You can create a single answer file with the options common to everyone and then create a single udf file that contains a list of each of the computers to be installed and the appropriate options for each. Then, when you install each machine, you can run winnt.exe with the /u and /udf options. For example, you'd run winnt.exe /u:unattend.txt /udf:Server1,unattend.udf, where unattend.txt is the answer file, unattend.udf is the udf file, and Server1 is one of the UniqueIDs listed in the answer file. Running this command-line option installs server options with the generic settings specified in the unattend.txt file and those specified in the unattend.udf file. If a conflict exists, such as both files specify the same setting, the one in the .udf file wins.
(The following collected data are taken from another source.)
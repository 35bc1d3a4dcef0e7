//! HTTP client for the storefront's backend API.
//!
//! Every endpoint answers with a `{ "success": bool, ... }` envelope; a
//! `false` success flag is treated like a transport failure so the fallback
//! layer can take over.

use std::time::Duration;

use reqwest::{Client, RequestBuilder};
use secrecy::{ExposeSecret, SecretString};
use serde::{Deserialize, Serialize};
use tracing::debug;

use partsdesk_core::config::RemoteConfig;
use partsdesk_core::domain::product::{NewProduct, Product, ProductId};
use partsdesk_core::domain::sale::Sale;

use super::{ProductRepository, RepositoryError, SaleRepository};

pub struct RemoteApiClient {
    client: Client,
    base_url: String,
    api_key: Option<SecretString>,
}

#[derive(Debug, Default, Deserialize)]
struct Envelope {
    #[serde(default)]
    success: bool,
    #[serde(default)]
    products: Option<Vec<Product>>,
    #[serde(default)]
    product: Option<Product>,
    #[serde(default)]
    sales: Option<Vec<Sale>>,
    #[serde(default)]
    error: Option<String>,
}

#[derive(Serialize)]
struct QuantityUpdate {
    id: ProductId,
    quantity: u32,
}

#[derive(Serialize)]
struct FullUpdate<'a> {
    #[serde(flatten)]
    product: &'a Product,
    #[serde(rename = "fullUpdate")]
    full_update: bool,
}

#[derive(Serialize)]
struct DeleteRequest {
    id: ProductId,
}

impl RemoteApiClient {
    pub fn new(
        base_url: impl Into<String>,
        timeout: Duration,
        api_key: Option<SecretString>,
    ) -> Result<Self, RepositoryError> {
        let client = Client::builder().timeout(timeout).build()?;
        let base_url = base_url.into().trim_end_matches('/').to_string();
        Ok(Self { client, base_url, api_key })
    }

    pub fn from_config(config: &RemoteConfig) -> Result<Self, RepositoryError> {
        Self::new(
            config.base_url.clone(),
            Duration::from_secs(config.timeout_secs),
            config.api_key.clone(),
        )
    }

    pub fn base_url(&self) -> &str {
        &self.base_url
    }

    fn products_url(&self) -> String {
        format!("{}/products.json", self.base_url)
    }

    fn sales_url(&self) -> String {
        format!("{}/sales.php", self.base_url)
    }

    async fn send(&self, request: RequestBuilder) -> Result<Envelope, RepositoryError> {
        let request = match &self.api_key {
            Some(key) => request.bearer_auth(key.expose_secret()),
            None => request,
        };

        let response = request.send().await?;
        let status = response.status();
        if !status.is_success() {
            return Err(RepositoryError::Remote(format!("server returned {status}")));
        }

        let envelope: Envelope = response.json().await?;
        if !envelope.success {
            return Err(RepositoryError::Remote(
                envelope.error.unwrap_or_else(|| "request was not successful".to_string()),
            ));
        }

        Ok(envelope)
    }
}

#[async_trait::async_trait]
impl ProductRepository for RemoteApiClient {
    async fn list_products(&self) -> Result<Vec<Product>, RepositoryError> {
        let envelope = self.send(self.client.get(self.products_url())).await?;
        debug!(base_url = %self.base_url, "fetched products from remote store");
        Ok(envelope.products.unwrap_or_default())
    }

    async fn find_by_id(&self, id: ProductId) -> Result<Option<Product>, RepositoryError> {
        let products = self.list_products().await?;
        Ok(products.into_iter().find(|product| product.id == id))
    }

    async fn insert(&self, product: NewProduct) -> Result<Product, RepositoryError> {
        let envelope = self.send(self.client.post(self.products_url()).json(&product)).await?;
        envelope.product.ok_or_else(|| {
            RepositoryError::Remote("response did not include the created product".to_string())
        })
    }

    async fn update_quantity(&self, id: ProductId, quantity: u32) -> Result<(), RepositoryError> {
        let body = QuantityUpdate { id, quantity };
        self.send(self.client.put(self.products_url()).json(&body)).await.map(|_| ())
    }

    async fn update(&self, product: Product) -> Result<(), RepositoryError> {
        let body = FullUpdate { product: &product, full_update: true };
        self.send(self.client.put(self.products_url()).json(&body)).await.map(|_| ())
    }

    async fn delete(&self, id: ProductId) -> Result<(), RepositoryError> {
        let body = DeleteRequest { id };
        self.send(self.client.delete(self.products_url()).json(&body)).await.map(|_| ())
    }
}

#[async_trait::async_trait]
impl SaleRepository for RemoteApiClient {
    async fn list_sales(&self) -> Result<Vec<Sale>, RepositoryError> {
        let envelope = self.send(self.client.get(self.sales_url())).await?;
        Ok(envelope.sales.unwrap_or_default())
    }

    async fn append_sale(&self, sale: Sale) -> Result<(), RepositoryError> {
        self.send(self.client.post(self.sales_url()).json(&sale)).await.map(|_| ())
    }
}
use chrono::Utc;

use crate::commands::{load_config, runtime, CommandResult};
use partsdesk_core::config::LoadOptions;
use partsdesk_core::errors::ApplicationError;
use partsdesk_db::fixtures::{sample_products, sample_sales};
use partsdesk_db::{JsonFileStore, SeedOutcome};

/// Writes the demo catalog and sales into the local data directory. Each
/// collection is only written when it is currently empty.
pub fn run(options: &LoadOptions) -> CommandResult {
    let config = match load_config("seed", options) {
        Ok(config) => config,
        Err(failure) => return failure,
    };
    let runtime = match runtime("seed") {
        Ok(runtime) => runtime,
        Err(failure) => return failure,
    };

    let store = JsonFileStore::new(config.store.data_dir.clone());
    let result = runtime.block_on(async {
        let outcome = store.seed_if_empty(sample_products(), sample_sales(Utc::now())).await?;
        Ok::<SeedOutcome, ApplicationError>(outcome)
    });

    match result {
        Ok(outcome) => CommandResult::success_with_data("seed", seed_message(&outcome), &outcome),
        Err(error) => CommandResult::from_application_error("seed", error),
    }
}

fn seed_message(outcome: &SeedOutcome) -> String {
    if outcome.is_noop() {
        return "store already populated; nothing seeded".to_string();
    }
    format!(
        "seeded {} products and {} sales",
        outcome.products_written, outcome.sales_written
    )
}

#[cfg(test)]
mod tests {
    use partsdesk_db::SeedOutcome;

    use super::seed_message;

    #[test]
    fn message_reports_what_was_written() {
        let outcome = SeedOutcome { products_written: 10, sales_written: 0 };
        assert_eq!(seed_message(&outcome), "seeded 10 products and 0 sales");
    }

    #[test]
    fn populated_store_reports_noop() {
        let outcome = SeedOutcome { products_written: 0, sales_written: 0 };
        assert_eq!(seed_message(&outcome), "store already populated; nothing seeded");
    }
}
#[cfg(test)]
mod tests {
    use std::env;
    use std::fs;
    use std::io;
    use std::path::PathBuf;
    use std::sync::{Mutex, OnceLock};

    use secrecy::ExposeSecret;
    use tempfile::TempDir;

    use super::{AppConfig, ConfigError, ConfigOverrides, LoadOptions, LogFormat};

    static ENV_LOCK: OnceLock<Mutex<()>> = OnceLock::new();

    fn env_lock() -> &'static Mutex<()> {
        ENV_LOCK.get_or_init(|| Mutex::new(()))
    }

    fn clear_vars(vars: &[&str]) {
        for var in vars {
            env::remove_var(var);
        }
    }

    fn ensure(condition: bool, message: &'static str) -> Result<(), String> {
        if condition {
            Ok(())
        } else {
            Err(message.to_string())
        }
    }

    #[test]
    fn defaults_are_valid() -> Result<(), String> {
        let _guard = env_lock().lock().map_err(|_| "env lock is poisoned".to_string())?;

        let config = AppConfig::default();
        config.validate().map_err(|err| format!("defaults should validate: {err}"))?;

        ensure(config.store.data_dir == PathBuf::from("./data"), "default data dir")?;
        ensure(!config.remote.enabled, "remote api is off by default")?;
        ensure(config.analytics.low_stock_threshold == 10, "default low stock threshold")?;
        ensure(config.comparison.max_selection == 4, "default comparison limit")?;
        ensure(matches!(config.logging.format, LogFormat::Compact), "default log format")
    }

    #[test]
    fn file_load_supports_env_interpolation() -> Result<(), String> {
        let _guard = env_lock().lock().map_err(|_| "env lock is poisoned".to_string())?;

        env::set_var("TEST_PARTSDESK_API_KEY", "key-from-env");

        let result = (|| -> Result<(), String> {
            let dir = TempDir::new().map_err(|err: io::Error| err.to_string())?;
            let path = dir.path().join("partsdesk.toml");
            fs::write(
                &path,
                r#"
[remote]
enabled = true
base_url = "https://shop.example.test/api"
api_key = "${TEST_PARTSDESK_API_KEY}"
"#,
            )
            .map_err(|err| err.to_string())?;

            let config =
                AppConfig::load(LoadOptions { config_path: Some(path), ..LoadOptions::default() })
                    .map_err(|err| format!("config load failed: {err}"))?;

            ensure(config.remote.enabled, "remote should be enabled from file")?;
            ensure(
                config.remote.api_key.as_ref().map(|key| key.expose_secret().to_string())
                    == Some("key-from-env".to_string()),
                "api key should be interpolated from environment",
            )
        })();

        clear_vars(&["TEST_PARTSDESK_API_KEY"]);
        result
    }

    #[test]
    fn missing_interpolation_variable_is_reported() -> Result<(), String> {
        let _guard = env_lock().lock().map_err(|_| "env lock is poisoned".to_string())?;
        clear_vars(&["TEST_PARTSDESK_UNSET"]);

        let dir = TempDir::new().map_err(|err: io::Error| err.to_string())?;
        let path = dir.path().join("partsdesk.toml");
        fs::write(&path, "[store]\ndata_dir = \"${TEST_PARTSDESK_UNSET}\"\n")
            .map_err(|err| err.to_string())?;

        let error = AppConfig::load(LoadOptions { config_path: Some(path), ..LoadOptions::default() })
            .err()
            .ok_or_else(|| "expected interpolation failure".to_string())?;

        ensure(
            matches!(error, ConfigError::MissingEnvInterpolation { ref var } if var == "TEST_PARTSDESK_UNSET"),
            "error should name the missing variable",
        )
    }

    #[test]
    fn logging_env_aliases_are_supported() -> Result<(), String> {
        let _guard = env_lock().lock().map_err(|_| "env lock is poisoned".to_string())?;

        env::set_var("PARTSDESK_LOG_LEVEL", "warn");
        env::set_var("PARTSDESK_LOG_FORMAT", "pretty");

        let result = (|| -> Result<(), String> {
            let config = AppConfig::load(LoadOptions::default())
                .map_err(|err| format!("config load failed: {err}"))?;

            ensure(config.logging.level == "warn", "warning log level should be set from env var")?;
            ensure(
                matches!(config.logging.format, LogFormat::Pretty),
                "pretty logging format should be set from env var",
            )
        })();

        clear_vars(&["PARTSDESK_LOG_LEVEL", "PARTSDESK_LOG_FORMAT"]);
        result
    }

    #[test]
    fn precedence_defaults_file_env_overrides() -> Result<(), String> {
        let _guard = env_lock().lock().map_err(|_| "env lock is poisoned".to_string())?;

        env::set_var("PARTSDESK_STORE_DATA_DIR", "/var/lib/partsdesk-env");
        env::set_var("PARTSDESK_ANALYTICS_LOW_STOCK_THRESHOLD", "3");

        let result = (|| -> Result<(), String> {
            let dir = TempDir::new().map_err(|err: io::Error| err.to_string())?;
            let path = dir.path().join("partsdesk.toml");
            fs::write(
                &path,
                r#"
[store]
data_dir = "/var/lib/partsdesk-file"

[analytics]
low_stock_threshold = 7
top_sellers_limit = 3

[logging]
level = "warn"
"#,
            )
            .map_err(|err| err.to_string())?;

            let config = AppConfig::load(LoadOptions {
                config_path: Some(path),
                overrides: ConfigOverrides {
                    data_dir: Some(PathBuf::from("/tmp/partsdesk-override")),
                    log_level: Some("debug".to_string()),
                    ..ConfigOverrides::default()
                },
                ..LoadOptions::default()
            })
            .map_err(|err| format!("config load failed: {err}"))?;

            ensure(
                config.store.data_dir == PathBuf::from("/tmp/partsdesk-override"),
                "override data dir should win",
            )?;
            ensure(config.logging.level == "debug", "overridden log level should be debug")?;
            ensure(
                config.analytics.low_stock_threshold == 3,
                "env threshold should win over file and defaults",
            )?;
            ensure(config.analytics.top_sellers_limit == 3, "file value should beat default")?;
            ensure(config.analytics.fast_moving_limit == 5, "untouched value keeps default")
        })();

        clear_vars(&["PARTSDESK_STORE_DATA_DIR", "PARTSDESK_ANALYTICS_LOW_STOCK_THRESHOLD"]);
        result
    }

    #[test]
    fn invalid_env_numbers_are_rejected() -> Result<(), String> {
        let _guard = env_lock().lock().map_err(|_| "env lock is poisoned".to_string())?;

        env::set_var("PARTSDESK_REMOTE_TIMEOUT_SECS", "soon");

        let result = (|| -> Result<(), String> {
            let error = match AppConfig::load(LoadOptions::default()) {
                Ok(_) => return Err("expected invalid override error".to_string()),
                Err(error) => error,
            };
            ensure(
                matches!(error, ConfigError::InvalidEnvOverride { ref key, .. } if key == "PARTSDESK_REMOTE_TIMEOUT_SECS"),
                "error should name the offending variable",
            )
        })();

        clear_vars(&["PARTSDESK_REMOTE_TIMEOUT_SECS"]);
        result
    }

    #[test]
    fn validation_fails_fast_with_actionable_error() -> Result<(), String> {
        let _guard = env_lock().lock().map_err(|_| "env lock is poisoned".to_string())?;

        env::set_var("PARTSDESK_COMPARISON_MAX_SELECTION", "12");

        let result = (|| -> Result<(), String> {
            let error = match AppConfig::load(LoadOptions::default()) {
                Ok(_) => {
                    return Err("expected validation failure but config load succeeded".to_string())
                }
                Err(error) => error,
            };
            let has_message = matches!(
                error,
                ConfigError::Validation(ref message) if message.contains("comparison.max_selection")
            );
            ensure(has_message, "validation failure should mention comparison.max_selection")
        })();

        clear_vars(&["PARTSDESK_COMPARISON_MAX_SELECTION"]);
        result
    }

    #[test]
    fn remote_url_must_be_http() -> Result<(), String> {
        let _guard = env_lock().lock().map_err(|_| "env lock is poisoned".to_string())?;

        let error = AppConfig::load(LoadOptions {
            overrides: ConfigOverrides {
                remote_base_url: Some("ftp://legacy.example.test".to_string()),
                ..ConfigOverrides::default()
            },
            ..LoadOptions::default()
        })
        .err()
        .ok_or_else(|| "expected validation failure".to_string())?;

        ensure(
            matches!(error, ConfigError::Validation(ref message) if message.contains("remote.base_url")),
            "validation failure should mention remote.base_url",
        )
    }

    #[test]
    fn required_file_must_exist() -> Result<(), String> {
        let _guard = env_lock().lock().map_err(|_| "env lock is poisoned".to_string())?;

        let dir = TempDir::new().map_err(|err: io::Error| err.to_string())?;
        let missing = dir.path().join("absent.toml");
        let error = AppConfig::load(LoadOptions {
            config_path: Some(missing.clone()),
            require_file: true,
            ..LoadOptions::default()
        })
        .err()
        .ok_or_else(|| "expected missing file error".to_string())?;

        ensure(
            matches!(error, ConfigError::MissingConfigFile(ref path) if *path == missing),
            "missing file error should carry the requested path",
        )
    }

    #[test]
    fn secret_values_are_not_leaked_by_debug() -> Result<(), String> {
        let _guard = env_lock().lock().map_err(|_| "env lock is poisoned".to_string())?;

        env::set_var("PARTSDESK_REMOTE_API_KEY", "pd-secret-value");

        let result = (|| -> Result<(), String> {
            let config = AppConfig::load(LoadOptions::default())
                .map_err(|err| format!("config load failed: {err}"))?;
            let debug = format!("{config:?}");

            ensure(!debug.contains("pd-secret-value"), "debug output should not contain api key")?;
            ensure(config.remote.api_key.is_some(), "api key should be loaded from env")
        })();

        clear_vars(&["PARTSDESK_REMOTE_API_KEY"]);
        result
    }
}
//! Local JSON document store.
//!
//! Each collection is one JSON array on disk, named after the storage keys
//! the storefront has always used. A missing file is an empty collection.

use std::path::{Path, PathBuf};

use serde::de::DeserializeOwned;
use serde::Serialize;
use tokio::sync::Mutex;
use tracing::{debug, info};

use partsdesk_core::domain::product::{next_product_id, NewProduct, Product, ProductId};
use partsdesk_core::domain::sale::Sale;

use super::{ProductRepository, RepositoryError, SaleRepository};

pub const PRODUCTS_FILE: &str = "allProducts.json";
pub const SALES_FILE: &str = "salesHistory.json";

#[derive(Clone, Copy, Debug, PartialEq, Eq, Serialize)]
pub struct SeedOutcome {
    pub products_written: usize,
    pub sales_written: usize,
}

impl SeedOutcome {
    pub fn is_noop(&self) -> bool {
        self.products_written == 0 && self.sales_written == 0
    }
}

pub struct JsonFileStore {
    data_dir: PathBuf,
    // serialises read-modify-write cycles
    write_lock: Mutex<()>,
}

impl JsonFileStore {
    pub fn new(data_dir: impl Into<PathBuf>) -> Self {
        Self { data_dir: data_dir.into(), write_lock: Mutex::new(()) }
    }

    pub fn data_dir(&self) -> &Path {
        &self.data_dir
    }

    pub fn products_path(&self) -> PathBuf {
        self.data_dir.join(PRODUCTS_FILE)
    }

    pub fn sales_path(&self) -> PathBuf {
        self.data_dir.join(SALES_FILE)
    }

    /// Writes the given catalog and sales only into collections that are
    /// currently empty, so running it twice changes nothing.
    pub async fn seed_if_empty(
        &self,
        products: Vec<Product>,
        sales: Vec<Sale>,
    ) -> Result<SeedOutcome, RepositoryError> {
        let _guard = self.write_lock.lock().await;
        let mut outcome = SeedOutcome { products_written: 0, sales_written: 0 };

        let products_path = self.products_path();
        if read_collection::<Product>(&products_path).await?.is_empty() {
            outcome.products_written = products.len();
            write_collection(&products_path, &products).await?;
        }

        let sales_path = self.sales_path();
        if read_collection::<Sale>(&sales_path).await?.is_empty() {
            outcome.sales_written = sales.len();
            write_collection(&sales_path, &sales).await?;
        }

        info!(
            event_name = "partsdesk.store.seeded",
            data_dir = %self.data_dir.display(),
            products_written = outcome.products_written,
            sales_written = outcome.sales_written,
            "local store seeded"
        );
        Ok(outcome)
    }

    async fn modify_products<T>(
        &self,
        change: impl FnOnce(&mut Vec<Product>) -> Result<T, RepositoryError> + Send,
    ) -> Result<T, RepositoryError> {
        let _guard = self.write_lock.lock().await;
        let path = self.products_path();
        let mut products = read_collection::<Product>(&path).await?;
        let result = change(&mut products)?;
        write_collection(&path, &products).await?;
        Ok(result)
    }
}

async fn read_collection<T: DeserializeOwned>(path: &Path) -> Result<Vec<T>, RepositoryError> {
    let raw = match tokio::fs::read_to_string(path).await {
        Ok(raw) => raw,
        Err(error) if error.kind() == std::io::ErrorKind::NotFound => {
            debug!(path = %path.display(), "collection file missing; treating as empty");
            return Ok(Vec::new());
        }
        Err(source) => return Err(RepositoryError::Io { path: path.to_path_buf(), source }),
    };

    if raw.trim().is_empty() {
        return Ok(Vec::new());
    }

    serde_json::from_str(&raw)
        .map_err(|error| RepositoryError::Decode(format!("{}: {error}", path.display())))
}

async fn write_collection<T: Serialize>(path: &Path, items: &[T]) -> Result<(), RepositoryError> {
    if let Some(parent) = path.parent() {
        tokio::fs::create_dir_all(parent)
            .await
            .map_err(|source| RepositoryError::Io { path: parent.to_path_buf(), source })?;
    }

    let body = serde_json::to_string_pretty(items)
        .map_err(|error| RepositoryError::Decode(error.to_string()))?;
    tokio::fs::write(path, body)
        .await
        .map_err(|source| RepositoryError::Io { path: path.to_path_buf(), source })
}

#[async_trait::async_trait]
impl ProductRepository for JsonFileStore {
    async fn list_products(&self) -> Result<Vec<Product>, RepositoryError> {
        read_collection(&self.products_path()).await
    }

    async fn find_by_id(&self, id: ProductId) -> Result<Option<Product>, RepositoryError> {
        let products = self.list_products().await?;
        Ok(products.into_iter().find(|product| product.id == id))
    }

    async fn insert(&self, product: NewProduct) -> Result<Product, RepositoryError> {
        self.modify_products(move |products| {
            let product = product.with_id(next_product_id(products));
            products.push(product.clone());
            Ok(product)
        })
        .await
    }

    async fn update_quantity(&self, id: ProductId, quantity: u32) -> Result<(), RepositoryError> {
        self.modify_products(move |products| {
            let product = products
                .iter_mut()
                .find(|product| product.id == id)
                .ok_or(RepositoryError::NotFound(id))?;
            product.quantity = quantity;
            Ok(())
        })
        .await
    }

    async fn update(&self, product: Product) -> Result<(), RepositoryError> {
        self.modify_products(move |products| {
            let slot = products
                .iter_mut()
                .find(|existing| existing.id == product.id)
                .ok_or(RepositoryError::NotFound(product.id))?;
            *slot = product;
            Ok(())
        })
        .await
    }

    async fn delete(&self, id: ProductId) -> Result<(), RepositoryError> {
        self.modify_products(move |products| {
            let before = products.len();
            products.retain(|product| product.id != id);
            if products.len() == before {
                return Err(RepositoryError::NotFound(id));
            }
            Ok(())
        })
        .await
    }
}

#[async_trait::async_trait]
impl SaleRepository for JsonFileStore {
    async fn list_sales(&self) -> Result<Vec<Sale>, RepositoryError> {
        read_collection(&self.sales_path()).await
    }

    async fn append_sale(&self, sale: Sale) -> Result<(), RepositoryError> {
        let _guard = self.write_lock.lock().await;
        let path = self.sales_path();
        let mut sales = read_collection::<Sale>(&path).await?;
        sales.push(sale);
        write_collection(&path, &sales).await
    }
}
To facilitate the creation of these answer files, Microsoft provides the Setup Manager Wizard. To run this wizard, you must extract setupmgr.exe and setupmgx.dll from the deploy.cab file in the Support\Tools directory. When run, Setup Manager Wizard prompts for the information necessary for setup and creates the answer files for you based on the answers provided.


Another method for deploying Windows operating systems is by using third-party imaging software, such as PowerQuest Drive Image Pro or Symantec Ghost. These applications take a snapshot of a hard drive, copy it to a network server, and then allow you to download it to another hard drive, thus transferring an exact copy of the original system to the new system.

If two exact duplicate copies of the same system come online on the network, problems would occur. The computer names, IP address, and Windows account (SID) would all be the same. So, to make this work, Microsoft provides a utility (sysprep.exe) to remove all the machine-specific information.

Sysprep is obtained by extracting the deploy.cab file from the Support\Tools directory of the Windows CD. Sysprep actually requires a number of files and is run from the C:\sysprep directory. When it runs, it removes all the computer-specific information and shuts down the system.

To deploy an image of a Windows operating system, perform the following steps:

  1. Install Windows on the system to be copied (the reference machine).

  2. Install and configure the applications you will want on the new system.

  3. Run sysprep.exe.

  4. Use your favorite third-party imaging software to capture the image of the reference machine and upload it to your image repository.

  5. Download the image to the target machine.

When the target machine is started, it runs a mini-setup wizard that prompts for the information that was removed by sysprep, such as the computer name, license key, and so on. When it's complete, a new system is installed with all the same software and configurations as the original.

Profile Workaround

Many applications install only shortcuts, icons, and configure settings in the profile under which the application is installed—usually the administrator. There is an old trick to getting the applications to appear for everyone. After configuring everything the way you want under the administrator profile, log on with a different administrative account and copy the profile for the administrator account to the All Users profile. The first time a user logs on, her profile will be built from the All Users profile and she will get all the shortcuts, icons, and settings you've configured.

This is all well and good, but how does this automate a deployment of Windows 2000? You can create an answer file for the mini-setup wizard by placing a file called sysprep.inf in the C:\sysprep directory with the same format as the unattended setup file previously mentioned. For that matter, you can use the Setup Manager Wizard to create the sysprep.inf file just like you can use it for creating the unattended set files.

Regardless of whether you perform CD- or network-based installs or use third-party imaging software, you can automate deployments of Windows 2000 by creating and using the appropriate answer files. By using the Setup Manager Wizard, you can even make creating the answer files a breeze. With that, you'll soon be deploying thousands of systems automatically.